Jurnal Teknologi dan Industri Pangan (Apr 2006)
KARAKTERISASI KITIN DEASETILASE TERMOSTABIL ISOLAT BAKTERI ASAL PANCURAN TUJUH, BATURADEN, JAWA TENGAH [Characterization of Thermostable Chitin Deacetylase from Bacteria Strain Pancuran Tujuh, Baturaden, Center of Java]
Abstract
Chitin deacetylase is the enzymes that has important role in converting chitin to chitosan. In nature, chitin is the second most abundant natural biopolymer after cellulose. Generally, chitin easily obtained from outer shell of crustaceans, arthropods, and also detectable on cell wall of some type of fungal (Zygomycetes).
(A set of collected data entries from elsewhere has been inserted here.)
//! Store doubles for cache unit tests.

use std::io;

use crate::common::{Error, Result};
use crate::storage::{KvStore, MemoryStore};

/// A [`MemoryStore`] whose reads and writes can be switched to fail.
#[derive(Debug, Default)]
pub(crate) struct FlakyStore {
    pub inner: MemoryStore,
    pub fail_reads: bool,
    pub fail_writes: bool,
}

impl FlakyStore {
    pub fn new() -> Self {
        Self::default()
    }
}

impl KvStore for FlakyStore {
    fn get(&mut self, key: &str) -> Result<String> {
        if self.fail_reads {
            return Err(Error::Io(io::Error::other("injected read failure")));
        }
        self.inner.get(key)
    }

    fn set(&mut self, key: &str, value: &str) -> Result<()> {
        if self.fail_writes {
            return Err(Error::Io(io::Error::other("injected write failure")));
        }
        self.inner.set(key, value)
    }
}
//! Load types

mod plate_load;

pub use plate_load::{LoadingKind, PlateLoad};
The chitin deacetylase was isolated from Bacillus sp PT2-3. It was found that the highest specific activity was attained at pH 8 60°C. The addition of 5 mM Zn2+ and 5 mM Mn2+ increased the specific activity of the enzyme, 4.39% and 7.8%, respectively, and the increase was only 2.19% when the addition was 2 mM Mn2+. On the contrary the addition of Ca2+, Mg2+ and Fe2+ decrease the specific activity 46.83%, 41.22% and 47.32%, respectively. The enzyme activity was relatively stable at 60°C for 60 minutes, while lengthen the time to 90 minutes, decreased the activity 15.05 %, and the decrease was 26.13% at temperature of 70°C for 180 minutes.